Reprogramming tumor-associated macrophages using STING or TLR agonists: a promising strategy to enhance immunotherapy in hormonedependent cancers

Abstract

Hormone-dependent cancers, like breast and prostate cancers, represent a unique challenge in oncology due to their complex interplay between hormone signaling, immune evasion, and therapeutic resistance. While endocrine therapies effectively target hormone signaling to initially control disease, resistance mechanisms frequently emerge, leading to cancer progression and limited survival.
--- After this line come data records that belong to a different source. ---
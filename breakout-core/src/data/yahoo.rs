//! Yahoo Finance data provider.
//!
//! Fetches daily close/volume from Yahoo's v8 chart API with retry, exponential
//! backoff, and a shared circuit breaker. Yahoo has no official API and changes
//! its format without notice; `CsvProvider` is the fallback.

use std::sync::Arc;
use std::time::Duration;

use chrono::{NaiveDate, NaiveTime};
use serde::Deserialize;
use tracing::{info, warn};

use super::circuit_breaker::CircuitBreaker;
use super::provider::{check_range, DataError, DataProvider, DataSource, FetchResult};
use crate::domain::{Observation, Series};

#[derive(Debug, Deserialize)]
struct ChartResponse {
    chart: ChartResult,
}

#[derive(Debug, Deserialize)]
struct ChartResult {
    result: Option<Vec<ChartData>>,
    error: Option<ChartError>,
}

#[derive(Debug, Deserialize)]
struct ChartError {
    code: String,
    description: String,
}

#[derive(Debug, Deserialize)]
struct ChartData {
    timestamp: Option<Vec<i64>>,
    indicators: Indicators,
}

#[derive(Debug, Deserialize)]
struct Indicators {
    quote: Vec<QuoteData>,
}

#[derive(Debug, Deserialize)]
struct QuoteData {
    close: Vec<Option<f64>>,
    volume: Vec<Option<u64>>,
}

pub struct YahooProvider {
    client: reqwest::blocking::Client,
    circuit_breaker: Arc<CircuitBreaker>,
    max_retries: u32,
    base_delay: Duration,
}

impl YahooProvider {
    pub fn new(circuit_breaker: Arc<CircuitBreaker>) -> Result<Self, DataError> {
        let client = reqwest::blocking::Client::builder()
            .timeout(Duration::from_secs(30))
            .user_agent("Mozilla/5.0 (Windows NT 10.0; Win64; x64) AppleWebKit/537.36")
            .build()
            .map_err(|e| DataError::Other(format!("failed to build HTTP client: {e}")))?;

        Ok(Self {
            client,
            circuit_breaker,
            max_retries: 3,
            base_delay: Duration::from_millis(500),
        })
    }

    fn chart_url(symbol: &str, start: NaiveDate, end: NaiveDate) -> String {
        let start_ts = start.and_time(NaiveTime::MIN).and_utc().timestamp();
        let end_ts = end.and_time(NaiveTime::MIN).and_utc().timestamp() + 86_399;
        format!(
            "https://query2.finance.yahoo.com/v8/finance/chart/{symbol}\
             ?period1={start_ts}&period2={end_ts}&interval=1d"
        )
    }

    /// Turn the chart payload into a validated series.
    ///
    /// Days without a close are skipped; a missing volume counts as zero.
    fn parse_response(
        symbol: &str,
        resp: ChartResponse,
        start: NaiveDate,
        end: NaiveDate,
    ) -> Result<Series, DataError> {
        let result = resp.chart.result.ok_or_else(|| match resp.chart.error {
            Some(err) if err.code == "Not Found" => DataError::SymbolNotFound {
                symbol: symbol.to_string(),
            },
            Some(err) => {
                DataError::ResponseFormatChanged(format!("{}: {}", err.code, err.description))
            }
            None => DataError::ResponseFormatChanged("empty result with no error".into()),
        })?;

        let data = result
            .into_iter()
            .next()
            .ok_or_else(|| DataError::ResponseFormatChanged("result array is empty".into()))?;

        // Yahoo omits `timestamp` entirely when the range has no trading days.
        let timestamps = data.timestamp.unwrap_or_default();

        let quote = data
            .indicators
            .quote
            .into_iter()
            .next()
            .ok_or_else(|| DataError::ResponseFormatChanged("no quote data".into()))?;

        let mut observations = Vec::with_capacity(timestamps.len());
        for (i, &ts) in timestamps.iter().enumerate() {
            let date = chrono::DateTime::from_timestamp(ts, 0)
                .map(|dt| dt.date_naive())
                .ok_or_else(|| {
                    DataError::ResponseFormatChanged(format!("invalid timestamp: {ts}"))
                })?;

            if date < start || date > end {
                continue;
            }

            let Some(close) = quote.close.get(i).copied().flatten() else {
                continue;
            };
            let volume = quote.volume.get(i).copied().flatten().unwrap_or(0);

            observations.push(Observation::new(date, close, volume));
        }

        if observations.is_empty() {
            return Err(DataError::SymbolNotFound {
                symbol: symbol.to_string(),
            });
        }

        Ok(Series::from_unordered(observations)?)
    }

    fn fetch_with_retry(
        &self,
        symbol: &str,
        start: NaiveDate,
        end: NaiveDate,
    ) -> Result<Series, DataError> {
        let url = Self::chart_url(symbol, start, end);
        let mut last_error = None;

        for attempt in 0..=self.max_retries {
            if attempt > 0 {
                let delay = self.base_delay * 2u32.pow(attempt - 1);
                warn!(symbol, attempt, ?delay, "retrying Yahoo request");
                std::thread::sleep(delay);
            }

            if !self.circuit_breaker.is_allowed() {
                return Err(DataError::CircuitBreakerTripped);
            }

            let resp = match self.client.get(&url).send() {
                Ok(resp) => resp,
                Err(e) if e.is_connect() || e.is_timeout() => {
                    last_error = Some(DataError::NetworkUnreachable(e.to_string()));
                    continue;
                }
                Err(e) => return Err(DataError::NetworkUnreachable(e.to_string())),
            };

            let status = resp.status();

            if status == reqwest::StatusCode::FORBIDDEN {
                self.circuit_breaker.trip();
                return Err(DataError::CircuitBreakerTripped);
            }

            if status == reqwest::StatusCode::TOO_MANY_REQUESTS {
                self.circuit_breaker.record_failure();
                let retry_after = resp
                    .headers()
                    .get("retry-after")
                    .and_then(|v| v.to_str().ok())
                    .and_then(|v| v.parse::<u64>().ok())
                    .unwrap_or(60);
                last_error = Some(DataError::RateLimited {
                    retry_after_secs: retry_after,
                });
                continue;
            }

            if status == reqwest::StatusCode::NOT_FOUND {
                return Err(DataError::SymbolNotFound {
                    symbol: symbol.to_string(),
                });
            }

            if !status.is_success() {
                self.circuit_breaker.record_failure();
                last_error = Some(DataError::Other(format!("HTTP {status} for {symbol}")));
                continue;
            }

            let chart: ChartResponse = resp.json().map_err(|e| {
                DataError::ResponseFormatChanged(format!(
                    "failed to parse response for {symbol}: {e}"
                ))
            })?;

            let series = Self::parse_response(symbol, chart, start, end)?;
            self.circuit_breaker.record_success();
            return Ok(series);
        }

        Err(last_error.unwrap_or_else(|| DataError::Other("max retries exceeded".into())))
    }
}

impl DataProvider for YahooProvider {
    fn name(&self) -> &str {
        "yahoo_finance"
    }

    fn fetch(
        &self,
        symbol: &str,
        start: NaiveDate,
        end: NaiveDate,
    ) -> Result<FetchResult, DataError> {
        check_range(start, end)?;
        let series = self.fetch_with_retry(symbol, start, end)?;
        info!(symbol, observations = series.len(), "fetched from Yahoo Finance");
        Ok(FetchResult {
            symbol: symbol.to_string(),
            series,
            source: DataSource::YahooFinance,
        })
    }

    fn is_available(&self) -> bool {
        self.circuit_breaker.is_allowed()
    }

    fn unavailable_reason(&self) -> DataError {
        DataError::CircuitBreakerTripped
    }
}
These solid tumors further complicate treatment by establishing an immunosuppressive tumor microenvironment (TME), presenting variable numbers of immune cells depending on cancer type and stage, which hinders the efficacy of immune checkpoint inhibitors. In this TME, tumor-associated macrophages (TAMs) are the major cellular source of immunosuppression, supporting tumor growth. The ability of TAMs to hamper the effectiveness of endocrine therapy is becoming increasingly recognized. Reprogramming TAMs within solid tumors can restore their natural ability to fight cancer and also enhance antitumoral efficacy. In this line of research, Al-Janabi et al have recently developed lipid nanoparticles decorated with antibodies that bind to the folate receptor-beta overexpressed in perivascular TAMs and loaded with a STING agonist (cGAMP) for the reprogramming of these TAMs. In preclinical murine models of prostate cancer, this therapeutic approach demonstrated significant synergistic activity with androgen deprivation therapy. This work provides an excellent example of TAM reprogramming combined with endocrine therapy for the treatment of hormone-dependent cancers.